Flores has also participated in other commercial collaborations with photographer Phil Stern, Flip Skateboards, Medicom Toy Co., Shepard Fairey, Mural Collaboration, Akomplice Clothing, Disney for Block28, Stüssy, Oakley Sunglasses (with a limited release in Japan), snowboard projects with M3, a rendition of Speedy Gonzales with Warner Brothers, "DFWORKS BEARBRICK" and "Fabrick" with Medicom Toy, Pro-series shoe with DC*SHOES, toys with XLARGE, Kidrobot, Delabarracuda LA, House of Pain, Remix Revista of Argentina, Chouette Luxury of Hong Kong and Simpsons limited edition sneakers with Vans (where he was illustrated as a Simpsons character) himself by Matt Groening.

Other exhibitions include Another Fine Mess (2011), Suede Gallery, photographer Phil Stern(2011), LA Destroyers Nike Event, an exhibition in Hong Kong's Times Square with Disney's Block28 (2009), DFisXL Xlarge gallery Tokyo, Japan( 2006) and Solo at Gallery 1988 (2004).

Flores completed his mural on the historical Houston Bowery Wall in 2021, with his partner Olivia Bevilacqua.

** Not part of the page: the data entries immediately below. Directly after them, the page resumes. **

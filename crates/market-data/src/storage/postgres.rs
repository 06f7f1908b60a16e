//! PostgreSQL 저장소 구현.
//!
//! - `PgSession`: 수집 실행 한 번 동안 풀에서 빌린 연결 하나를 점유합니다.
//!   세션이 drop되면 (에러로 조기 반환하는 경우 포함) 연결은 풀로 반환됩니다.
//! - `PgAnalysisRepository`: 분석 API가 요청마다 풀을 통해 조회합니다.
//!
//! 스키마는 저장소 루트의 `migrations/`에 정의되어 있습니다.

use async_trait::async_trait;
use chrono::{DateTime, NaiveDate, Utc};
use rust_decimal::Decimal;
use secrecy::{ExposeSecret, SecretString};
use serde_json::Value;
use sqlx::pool::PoolConnection;
use sqlx::postgres::{PgConnectOptions, PgPool, PgPoolOptions};
use sqlx::Postgres;
use std::collections::HashSet;
use std::str::FromStr;
use std::time::Duration;
use tracing::{debug, info, instrument};

use market_core::{
    FundamentalsFilter, FundamentalsRecord, PredictionRecord, QuotePoint, QuoteRow, Symbol,
    TopTradedRow,
};

use super::{AnalysisStore, FundamentalsStore, QuoteStore, SymbolSourceStore, TopTradedStore};
use crate::error::{DataError, Result};

/// UNNEST 일괄 삽입 시 한 번에 보내는 최대 행 수
const INSERT_CHUNK_SIZE: usize = 500;

/// 데이터베이스 연결 설정.
#[derive(Debug)]
pub struct DatabaseConfig {
    /// 데이터베이스 URL (postgresql://user@host:port/db)
    pub url: String,
    /// URL과 별도로 주입되는 비밀번호 (선택)
    pub password: Option<SecretString>,
    /// 풀의 최대 연결 수
    pub max_connections: u32,
    /// 연결 획득 타임아웃 (초)
    pub connect_timeout_secs: u64,
}

impl DatabaseConfig {
    pub fn new(url: impl Into<String>, password: Option<SecretString>) -> Self {
        Self {
            url: url.into(),
            password,
            max_connections: 5,
            connect_timeout_secs: 30,
        }
    }
}

/// 연결 풀 생성.
pub async fn connect_pool(config: &DatabaseConfig) -> Result<PgPool> {
    let mut options = PgConnectOptions::from_str(&config.url)
        .map_err(|e| DataError::ConfigError(format!("잘못된 DATABASE_URL: {}", e)))?;

    if let Some(password) = &config.password {
        options = options.password(password.expose_secret());
    }

    let pool = PgPoolOptions::new()
        .max_connections(config.max_connections)
        .acquire_timeout(Duration::from_secs(config.connect_timeout_secs))
        .connect_with(options)
        .await
        .map_err(|e| DataError::ConnectionError(e.to_string()))?;

    info!("데이터베이스 연결 풀 생성 완료");
    Ok(pool)
}

/// 내장 마이그레이션 적용.
pub async fn run_migrations(pool: &PgPool) -> Result<()> {
    sqlx::migrate!("../../migrations").run(pool).await?;
    info!("마이그레이션 적용 완료");
    Ok(())
}

/// 실행 단위 DB 세션.
pub struct PgSession {
    conn: PoolConnection<Postgres>,
}

impl PgSession {
    /// 풀에서 연결 하나를 빌려 세션을 시작합니다.
    pub async fn acquire(pool: &PgPool) -> Result<Self> {
        let conn = pool
            .acquire()
            .await
            .map_err(|e| DataError::ConnectionError(e.to_string()))?;
        Ok(Self { conn })
    }
}

fn symbol_strs(symbols: &[Symbol]) -> Vec<&str> {
    symbols.iter().map(Symbol::as_str).collect()
}

#[async_trait]
impl QuoteStore for PgSession {
    async fn symbols_due(&mut self, stale_before: DateTime<Utc>, limit: i64) -> Result<Vec<Symbol>> {
        let rows: Vec<(String,)> = sqlx::query_as(
            r#"
            SELECT symbol
            FROM tracked_symbol
            WHERE last_price_checked_at IS NULL
               OR last_price_checked_at < $1
            ORDER BY last_price_checked_at ASC NULLS FIRST, symbol ASC
            LIMIT $2
            "#,
        )
        .bind(stale_before)
        .bind(limit)
        .fetch_all(&mut *self.conn)
        .await?;

        Ok(rows
            .into_iter()
            .filter_map(|(s,)| Symbol::parse(&s))
            .collect())
    }

    #[instrument(skip(self, rows), fields(count = rows.len()))]
    async fn insert_quotes(&mut self, rows: &[QuoteRow]) -> Result<u64> {
        let mut inserted = 0;

        for chunk in rows.chunks(INSERT_CHUNK_SIZE) {
            let symbols: Vec<&str> = chunk.iter().map(|r| r.symbol.as_str()).collect();
            let providers: Vec<&str> = chunk.iter().map(|r| r.provider.as_str()).collect();
            let as_ofs: Vec<DateTime<Utc>> = chunk.iter().map(|r| r.as_of).collect();
            let prices: Vec<Decimal> = chunk.iter().map(|r| r.price).collect();
            let payloads: Vec<Value> = chunk.iter().map(|r| r.raw_payload.clone()).collect();

            let result = sqlx::query(
                r#"
                INSERT INTO stocks_raw (symbol, provider, as_of, price, raw_payload)
                SELECT * FROM UNNEST(
                    $1::text[], $2::text[], $3::timestamptz[], $4::numeric[], $5::jsonb[]
                )
                "#,
            )
            .bind(&symbols)
            .bind(&providers)
            .bind(&as_ofs)
            .bind(&prices)
            .bind(&payloads)
            .execute(&mut *self.conn)
            .await
            .map_err(|e| DataError::InsertError(e.to_string()))?;

            inserted += result.rows_affected();
        }

        Ok(inserted)
    }

    async fn mark_checked(&mut self, symbols: &[Symbol], checked_at: DateTime<Utc>) -> Result<u64> {
        if symbols.is_empty() {
            return Ok(0);
        }

        let result = sqlx::query(
            r#"
            UPDATE tracked_symbol
            SET last_price_checked_at = $1
            WHERE symbol = ANY($2)
              AND (last_price_checked_at IS NULL OR last_price_checked_at < $1)
            "#,
        )
        .bind(checked_at)
        .bind(symbol_strs(symbols))
        .execute(&mut *self.conn)
        .await?;

        Ok(result.rows_affected())
    }
}

#[async_trait]
impl FundamentalsStore for PgSession {
    async fn symbols_with_recent_fundamentals(
        &mut self,
        filter: &FundamentalsFilter,
        symbols: &[Symbol],
    ) -> Result<HashSet<Symbol>> {
        if symbols.is_empty() {
            return Ok(HashSet::new());
        }

        let rows: Vec<(String,)> = sqlx::query_as(
            r#"
            SELECT DISTINCT symbol
            FROM fundamentals_raw
            WHERE provider = $1
              AND statement_type = $2
              AND period = $3
              AND as_of >= $4
              AND symbol = ANY($5)
            "#,
        )
        .bind(&filter.provider)
        .bind(&filter.statement_type)
        .bind(&filter.period)
        .bind(filter.recency_cutoff)
        .bind(symbol_strs(symbols))
        .fetch_all(&mut *self.conn)
        .await?;

        Ok(rows
            .into_iter()
            .filter_map(|(s,)| Symbol::parse(&s))
            .collect())
    }

    #[instrument(skip(self, records), fields(count = records.len()))]
    async fn upsert_fundamentals(&mut self, records: &[FundamentalsRecord]) -> Result<u64> {
        let mut inserted = 0;

        for chunk in records.chunks(INSERT_CHUNK_SIZE) {
            let symbols: Vec<&str> = chunk.iter().map(|r| r.symbol.as_str()).collect();
            let providers: Vec<&str> = chunk.iter().map(|r| r.provider.as_str()).collect();
            let statement_types: Vec<&str> =
                chunk.iter().map(|r| r.statement_type.as_str()).collect();
            let periods: Vec<&str> = chunk.iter().map(|r| r.period.as_str()).collect();
            let as_ofs: Vec<NaiveDate> = chunk.iter().map(|r| r.as_of).collect();
            let payloads: Vec<Value> = chunk.iter().map(|r| r.raw_payload.clone()).collect();

            let result = sqlx::query(
                r#"
                INSERT INTO fundamentals_raw
                    (symbol, provider, statement_type, period, as_of, raw_payload)
                SELECT * FROM UNNEST(
                    $1::text[], $2::text[], $3::text[], $4::text[], $5::date[], $6::jsonb[]
                )
                ON CONFLICT (symbol, provider, statement_type, period, as_of) DO NOTHING
                "#,
            )
            .bind(&symbols)
            .bind(&providers)
            .bind(&statement_types)
            .bind(&periods)
            .bind(&as_ofs)
            .bind(&payloads)
            .execute(&mut *self.conn)
            .await
            .map_err(|e| DataError::InsertError(e.to_string()))?;

            inserted += result.rows_affected();
        }

        // 재무 데이터가 있는 심볼은 시세 갱신 대상으로 등록
        let mut tracked: Vec<&str> = records.iter().map(|r| r.symbol.as_str()).collect();
        tracked.sort_unstable();
        tracked.dedup();
        if !tracked.is_empty() {
            let registered = sqlx::query(
                r#"
                INSERT INTO tracked_symbol (symbol)
                SELECT * FROM UNNEST($1::text[])
                ON CONFLICT (symbol) DO NOTHING
                "#,
            )
            .bind(&tracked)
            .execute(&mut *self.conn)
            .await
            .map_err(|e| DataError::InsertError(e.to_string()))?
            .rows_affected();
            debug!(registered, "시세 추적 심볼 등록");
        }

        Ok(inserted)
    }
}

#[async_trait]
impl SymbolSourceStore for PgSession {
    async fn allowlisted_symbols(&mut self, limit: i64) -> Result<Vec<String>> {
        let rows: Vec<(String,)> = sqlx::query_as(
            r#"
            SELECT DISTINCT upper(trim(symbol)) AS symbol
            FROM fundamentals_allowlist
            WHERE trim(symbol) <> ''
            ORDER BY 1 ASC
            LIMIT $1
            "#,
        )
        .bind(limit)
        .fetch_all(&mut *self.conn)
        .await?;

        Ok(rows.into_iter().map(|(s,)| s).collect())
    }

    async fn top_traded_symbols(&mut self, since: DateTime<Utc>, limit: i64) -> Result<Vec<String>> {
        let rows: Vec<(String,)> = sqlx::query_as(
            r#"
            SELECT symbol
            FROM top_traded_raw
            WHERE as_of >= $1
            ORDER BY as_of DESC, rank ASC
            LIMIT $2
            "#,
        )
        .bind(since)
        .bind(limit)
        .fetch_all(&mut *self.conn)
        .await?;

        Ok(rows.into_iter().map(|(s,)| s).collect())
    }
}

#[async_trait]
impl TopTradedStore for PgSession {
    async fn insert_top_traded(&mut self, rows: &[TopTradedRow]) -> Result<u64> {
        let mut inserted = 0;

        for row in rows {
            let result = sqlx::query(
                r#"
                INSERT INTO top_traded_raw (
                    symbol, name, price, change, change_percentage, exchange,
                    volume, high, low, provider, as_of, rank, raw_payload
                )
                VALUES ($1, $2, $3, $4, $5, $6, $7, $8, $9, $10, $11, $12, $13)
                "#,
            )
            .bind(row.symbol.as_str())
            .bind(row.name.as_deref())
            .bind(row.price)
            .bind(row.change)
            .bind(row.change_percentage)
            .bind(row.exchange.as_deref())
            .bind(row.volume)
            .bind(row.high)
            .bind(row.low)
            .bind(&row.provider)
            .bind(row.as_of)
            .bind(row.rank)
            .bind(&row.raw_payload)
            .execute(&mut *self.conn)
            .await
            .map_err(|e| DataError::InsertError(e.to_string()))?;

            inserted += result.rows_affected();
        }

        debug!(inserted, "거래 상위 스냅샷 저장");
        Ok(inserted)
    }
}

/// 분석 조회 저장소.
#[derive(Clone)]
pub struct PgAnalysisRepository {
    pool: PgPool,
}

impl PgAnalysisRepository {
    pub fn new(pool: PgPool) -> Self {
        Self { pool }
    }
}

#[async_trait]
impl AnalysisStore for PgAnalysisRepository {
    async fn latest_quotes(&self, symbol: &Symbol, limit: i64) -> Result<Vec<QuotePoint>> {
        let points = sqlx::query_as::<_, QuotePoint>(
            r#"
            SELECT as_of AS as_of_utc, price
            FROM stocks_raw
            WHERE symbol = $1
            ORDER BY as_of DESC
            LIMIT $2
            "#,
        )
        .bind(symbol.as_str())
        .bind(limit)
        .fetch_all(&self.pool)
        .await?;

        Ok(points)
    }

    async fn latest_predictions(&self, symbol: &Symbol, limit: i64) -> Result<Vec<PredictionRecord>> {
        let records = sqlx::query_as::<_, PredictionRecord>(
            r#"
            SELECT id, symbol, model_name, horizon_years, expected_return, confidence,
                   as_of_utc, input_snapshot_id, extra_meta, created_at
            FROM predictions
            WHERE upper(trim(symbol)) = $1
            ORDER BY as_of_utc DESC, id DESC
            LIMIT $2
            "#,
        )
        .bind(symbol.as_str())
        .bind(limit)
        .fetch_all(&self.pool)
        .await?;

        Ok(records)
    }

    async fn ping(&self) -> Result<()> {
        sqlx::query("SELECT 1").execute(&self.pool).await?;
        Ok(())
    }
}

Flores said"It was an honor bestowed upon us by Goldman Global Arts. I feel it’s an accomplishment to be invited to showcase my work on such a historic and legendary location. Being able to add my name to the list of greats feels like years of hard work acknowledged. Muraling takes a great physical effort and we have focused our efforts on mastering the craft of public art over the last 12 years. A lot of thought goes into the design process before brush hits wall. For this mural I worked closely with Olivia to create a concept that would provoke a feeling of joy for the viewer. Fun, the excitement of being alive, the feeling of exhilaration. These were the emotions we knew we wanted to share with the public and from that determination we brainstormed imagery for about a month that made us feel that way."

== Collections ==
David Flores work is included in the permanent collection of the Museum of Modern Art in New York City.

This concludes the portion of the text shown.